(Dataset entries)
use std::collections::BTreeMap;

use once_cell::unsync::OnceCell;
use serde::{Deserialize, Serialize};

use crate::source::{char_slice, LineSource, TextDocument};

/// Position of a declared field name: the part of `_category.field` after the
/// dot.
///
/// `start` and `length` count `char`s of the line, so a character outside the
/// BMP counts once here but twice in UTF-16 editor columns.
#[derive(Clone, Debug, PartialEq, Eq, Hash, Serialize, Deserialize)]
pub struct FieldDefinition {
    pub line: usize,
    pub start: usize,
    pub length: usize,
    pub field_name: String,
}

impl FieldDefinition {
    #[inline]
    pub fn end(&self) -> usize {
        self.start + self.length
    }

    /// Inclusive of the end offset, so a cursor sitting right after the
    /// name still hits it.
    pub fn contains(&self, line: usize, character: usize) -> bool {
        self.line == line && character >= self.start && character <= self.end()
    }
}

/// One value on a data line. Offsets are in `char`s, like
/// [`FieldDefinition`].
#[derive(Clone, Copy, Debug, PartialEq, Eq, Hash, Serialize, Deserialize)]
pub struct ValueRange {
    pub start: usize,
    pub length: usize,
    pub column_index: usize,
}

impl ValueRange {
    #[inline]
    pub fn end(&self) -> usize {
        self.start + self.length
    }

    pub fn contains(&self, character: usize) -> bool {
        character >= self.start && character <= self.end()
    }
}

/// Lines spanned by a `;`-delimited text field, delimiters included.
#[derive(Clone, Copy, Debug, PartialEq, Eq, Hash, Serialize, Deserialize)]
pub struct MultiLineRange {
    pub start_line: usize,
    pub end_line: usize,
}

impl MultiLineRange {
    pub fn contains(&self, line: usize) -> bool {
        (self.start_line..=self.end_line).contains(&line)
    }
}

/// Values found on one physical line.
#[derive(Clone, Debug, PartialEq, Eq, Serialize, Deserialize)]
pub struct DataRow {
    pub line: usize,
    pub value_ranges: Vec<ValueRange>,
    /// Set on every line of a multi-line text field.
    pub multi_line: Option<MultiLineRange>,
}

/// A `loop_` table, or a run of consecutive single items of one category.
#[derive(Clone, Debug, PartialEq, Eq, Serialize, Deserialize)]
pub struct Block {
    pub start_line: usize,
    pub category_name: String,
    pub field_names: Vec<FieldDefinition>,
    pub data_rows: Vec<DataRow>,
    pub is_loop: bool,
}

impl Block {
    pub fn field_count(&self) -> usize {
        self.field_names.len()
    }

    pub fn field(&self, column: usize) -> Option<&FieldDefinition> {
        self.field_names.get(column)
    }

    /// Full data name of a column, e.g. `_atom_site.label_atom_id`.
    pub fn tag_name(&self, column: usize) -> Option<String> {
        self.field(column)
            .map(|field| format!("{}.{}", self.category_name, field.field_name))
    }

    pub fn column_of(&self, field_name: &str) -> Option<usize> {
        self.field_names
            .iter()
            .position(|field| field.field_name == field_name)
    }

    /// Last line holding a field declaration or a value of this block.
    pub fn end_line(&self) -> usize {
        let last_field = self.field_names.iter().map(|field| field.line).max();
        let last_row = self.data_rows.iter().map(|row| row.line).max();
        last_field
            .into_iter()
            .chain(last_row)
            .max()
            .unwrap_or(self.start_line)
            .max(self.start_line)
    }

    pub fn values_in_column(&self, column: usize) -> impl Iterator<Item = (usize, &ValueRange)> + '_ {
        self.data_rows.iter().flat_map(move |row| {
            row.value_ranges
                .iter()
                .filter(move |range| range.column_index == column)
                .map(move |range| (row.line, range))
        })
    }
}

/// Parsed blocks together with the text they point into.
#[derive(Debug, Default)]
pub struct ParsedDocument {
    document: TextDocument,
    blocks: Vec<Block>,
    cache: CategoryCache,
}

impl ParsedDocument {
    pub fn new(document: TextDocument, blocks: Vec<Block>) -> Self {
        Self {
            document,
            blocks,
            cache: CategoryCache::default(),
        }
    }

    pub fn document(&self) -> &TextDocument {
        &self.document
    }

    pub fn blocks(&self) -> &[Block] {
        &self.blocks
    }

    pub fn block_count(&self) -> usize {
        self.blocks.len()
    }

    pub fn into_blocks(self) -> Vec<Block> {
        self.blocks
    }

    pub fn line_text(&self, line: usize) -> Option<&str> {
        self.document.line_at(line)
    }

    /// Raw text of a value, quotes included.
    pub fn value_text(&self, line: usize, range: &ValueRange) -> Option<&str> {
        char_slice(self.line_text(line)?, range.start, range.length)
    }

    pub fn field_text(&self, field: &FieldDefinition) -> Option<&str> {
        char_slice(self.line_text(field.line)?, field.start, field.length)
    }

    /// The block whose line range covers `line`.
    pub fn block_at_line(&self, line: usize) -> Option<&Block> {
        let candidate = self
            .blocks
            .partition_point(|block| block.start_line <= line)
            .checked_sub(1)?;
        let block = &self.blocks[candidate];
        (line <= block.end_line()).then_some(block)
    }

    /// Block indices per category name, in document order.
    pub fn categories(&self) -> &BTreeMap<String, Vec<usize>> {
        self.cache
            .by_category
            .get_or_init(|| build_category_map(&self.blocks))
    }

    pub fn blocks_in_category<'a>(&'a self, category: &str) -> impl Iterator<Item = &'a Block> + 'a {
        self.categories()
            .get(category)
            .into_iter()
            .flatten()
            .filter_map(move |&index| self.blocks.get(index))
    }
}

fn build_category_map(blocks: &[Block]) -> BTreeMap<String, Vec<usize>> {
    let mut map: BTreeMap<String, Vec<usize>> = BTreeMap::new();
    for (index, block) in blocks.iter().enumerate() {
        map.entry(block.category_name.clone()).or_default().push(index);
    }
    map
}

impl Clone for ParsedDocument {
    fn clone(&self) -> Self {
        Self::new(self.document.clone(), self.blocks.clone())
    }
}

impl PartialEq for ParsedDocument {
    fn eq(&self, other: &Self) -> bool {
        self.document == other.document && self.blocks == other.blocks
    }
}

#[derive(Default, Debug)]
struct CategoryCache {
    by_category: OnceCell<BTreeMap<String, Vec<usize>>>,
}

Task to complete |
A single figure, the number of lines above with the word "Iterator", is the whole answer.

Result below |
2